In an extensive editorial on Chinese-Australian relations published today, the Global Times — known for its belligerent editorials — says that despite Australia indicating it wants relations to improve, “it is necessary for China to leave Australia hanging for a while, instead of being too quick to bury the hatchet whenever Canberra tries to put a smile on its face.”
Any move to limit Australian imports would impact a wide variety of ASX stocks in segments from coking coal to battery metals to infant formula.
ASX-listed companies exporting infant formula and other dairy products to China have enjoyed strong gains in recent times on the back of demand for high quality Australian produce.
Dairy stocks that could be affected include small caps such as Longreach Oil, JatEnergy, Bioxyne, and Aus Dairy Farms along with more established players such as a2 Milk, Wattle Health, Bubs and Bellamy’s.
Vitamin maker Star Combo Pharma made a very strong ASX debut last week on the back of a plan to export vitamins to China.
Bejing this week sent its strongest signals yet on the deteriorating relations between the countries amid increasing concern about Chinese influence in Australia from media and politicians over recent years.
The editorial said it was time to “make Australia pay for its arrogant attitudes it has revealed toward China over the past two years”.
The article canvasses options for trade reduction:
Metal ore is Australia’s major export to China. As long as China is in need of the metal exports, and a replacement remains difficult to find, they will continue to import them. But when it comes to wine and beef, China can easily import those items from the US, replacing Australia.
The scope of import reductions could be limited. Last year, Australia exported $76.45 billion in goods to China. Lowering Aussie exports by $6.45 billion would send cold chills up and down the spine of Australia.
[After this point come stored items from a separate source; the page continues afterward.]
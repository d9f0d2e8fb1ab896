//! Random selection of an unexcluded record.
//!
//! The fast path is free: when the initial uniform draw is not
//! excluded, it is returned untouched. When it is, the retry strategy
//! depends on how much of the catalog the exclusion covers. Below half,
//! rejection sampling finds a survivor in O(1) expected draws; at half
//! or above, the survivors are materialized once and drawn from
//! directly, which also doubles as the exhaustion check.

use rand::Rng;

use crate::catalog::Catalog;
use crate::filter::ExclusionSet;
use crate::ids::CardId;

/// Cap on rejection-sampling draws before falling back to the dense
/// survivor scan. With less than half the catalog excluded the chance
/// of hitting this is below 2^-64 per selection.
pub const MAX_REJECTION_DRAWS: usize = 64;

/// Pick an unexcluded record identifier, starting from an initial
/// uniform draw. Returns `None` only when the exclusion covers the
/// whole catalog (or the catalog is empty).
pub fn select<R: Rng + ?Sized>(
    rng: &mut R,
    candidate: CardId,
    excluded: &ExclusionSet,
    catalog: &Catalog,
) -> Option<CardId> {
    if catalog.is_empty() {
        return None;
    }
    if !excluded.contains(candidate) {
        return Some(candidate);
    }

    if excluded.len() * 2 < catalog.len() {
        for _ in 0..MAX_REJECTION_DRAWS {
            if let Some(id) = catalog.random_card(rng)
                && !excluded.contains(id)
            {
                return Some(id);
            }
        }
        // statistically unreachable; fall through to the dense scan
    }

    let survivors: Vec<CardId> = catalog
        .cards()
        .iter()
        .map(|card| card.id)
        .filter(|id| !excluded.contains(*id))
        .collect();
    if survivors.is_empty() {
        return None;
    }
    Some(survivors[rng.random_range(0..survivors.len())])
}

/// Draw the initial candidate and select in one call.
pub fn select_random<R: Rng + ?Sized>(
    rng: &mut R,
    excluded: &ExclusionSet,
    catalog: &Catalog,
) -> Option<CardId> {
    let candidate = catalog.random_card(rng)?;
    select(rng, candidate, excluded, catalog)
}

#[cfg(test)]
mod tests {
    use super::*;
    use crate::catalog::NormalizerPolicy;
    use crate::test_fixtures::{FixtureCard, catalog_of};
    use rand::SeedableRng;
    use rand::rngs::StdRng;

    fn fixture_catalog(n: usize) -> Catalog {
        catalog_of(
            (0..n)
                .map(|i| FixtureCard::new(&format!("Card {i}"), "Instant"))
                .collect(),
            &NormalizerPolicy::default(),
        )
    }

    #[test]
    fn test_unexcluded_candidate_returned_unchanged() {
        let catalog = fixture_catalog(10);
        let candidate = catalog.cards()[3].id;
        let mut rng = StdRng::seed_from_u64(1);

        let picked = select(&mut rng, candidate, &ExclusionSet::new(), &catalog);
        assert_eq!(picked, Some(candidate));
    }

    #[test]
    fn test_never_returns_excluded_id_small_exclusion() {
        let catalog = fixture_catalog(20);
        // exclude 5 of 20: rejection-sampling branch
        let excluded: ExclusionSet = catalog.cards()[..5].iter().map(|c| c.id).collect();
        let mut rng = StdRng::seed_from_u64(2);

        for _ in 0..200 {
            let candidate = catalog.cards()[0].id; // always excluded
            let picked = select(&mut rng, candidate, &excluded, &catalog);
            assert!(picked.is_some_and(|id| !excluded.contains(id)));
        }
    }

    #[test]
    fn test_never_returns_excluded_id_large_exclusion() {
        let catalog = fixture_catalog(20);
        // exclude 19 of 20: dense survivor branch
        let survivor = catalog.cards()[19].id;
        let excluded: ExclusionSet = catalog.cards()[..19].iter().map(|c| c.id).collect();
        let mut rng = StdRng::seed_from_u64(3);

        for _ in 0..50 {
            let picked = select_random(&mut rng, &excluded, &catalog);
            assert_eq!(picked, Some(survivor));
        }
    }

    #[test]
    fn test_full_exclusion_yields_none() {
        let catalog = fixture_catalog(8);
        let excluded: ExclusionSet = catalog.cards().iter().map(|c| c.id).collect();
        let mut rng = StdRng::seed_from_u64(4);

        assert_eq!(select_random(&mut rng, &excluded, &catalog), None);
    }

    #[test]
    fn test_empty_catalog_yields_none() {
        let catalog = fixture_catalog(0);
        let mut rng = StdRng::seed_from_u64(5);
        assert_eq!(select_random(&mut rng, &ExclusionSet::new(), &catalog), None);
        assert_eq!(
            select(&mut rng, CardId::random(), &ExclusionSet::new(), &catalog),
            None
        );
    }

    #[test]
    fn test_half_boundary_uses_dense_scan() {
        let catalog = fixture_catalog(10);
        // exactly half excluded: len * 2 == catalog.len(), dense branch
        let excluded: ExclusionSet = catalog.cards()[..5].iter().map(|c| c.id).collect();
        let mut rng = StdRng::seed_from_u64(6);

        for _ in 0..50 {
            let candidate = catalog.cards()[0].id;
            let picked = select(&mut rng, candidate, &excluded, &catalog);
            assert!(picked.is_some_and(|id| !excluded.contains(id)));
        }
    }
}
Of course, it would be an even greater shock if the import reductions totaled $10 billion.
China has been very friendly toward Australia, but their arrogant attitudes in return over the past two years have become a virtual example of what it means to “bite the hand that feeds.”
Yesterday Beijing has made it clear that it now has a dim view of its relations with Australia, with a spokesman for foreign minister Wang Yi saying that Australia “must break away from its traditional thinking, take off its tinted glasses to look at China’s development from a more positive angle”.
This view was communicated in a meeting with Australia’s foreign minister Julie Bishop on the fringes of the G20 meeting in Argentina this week.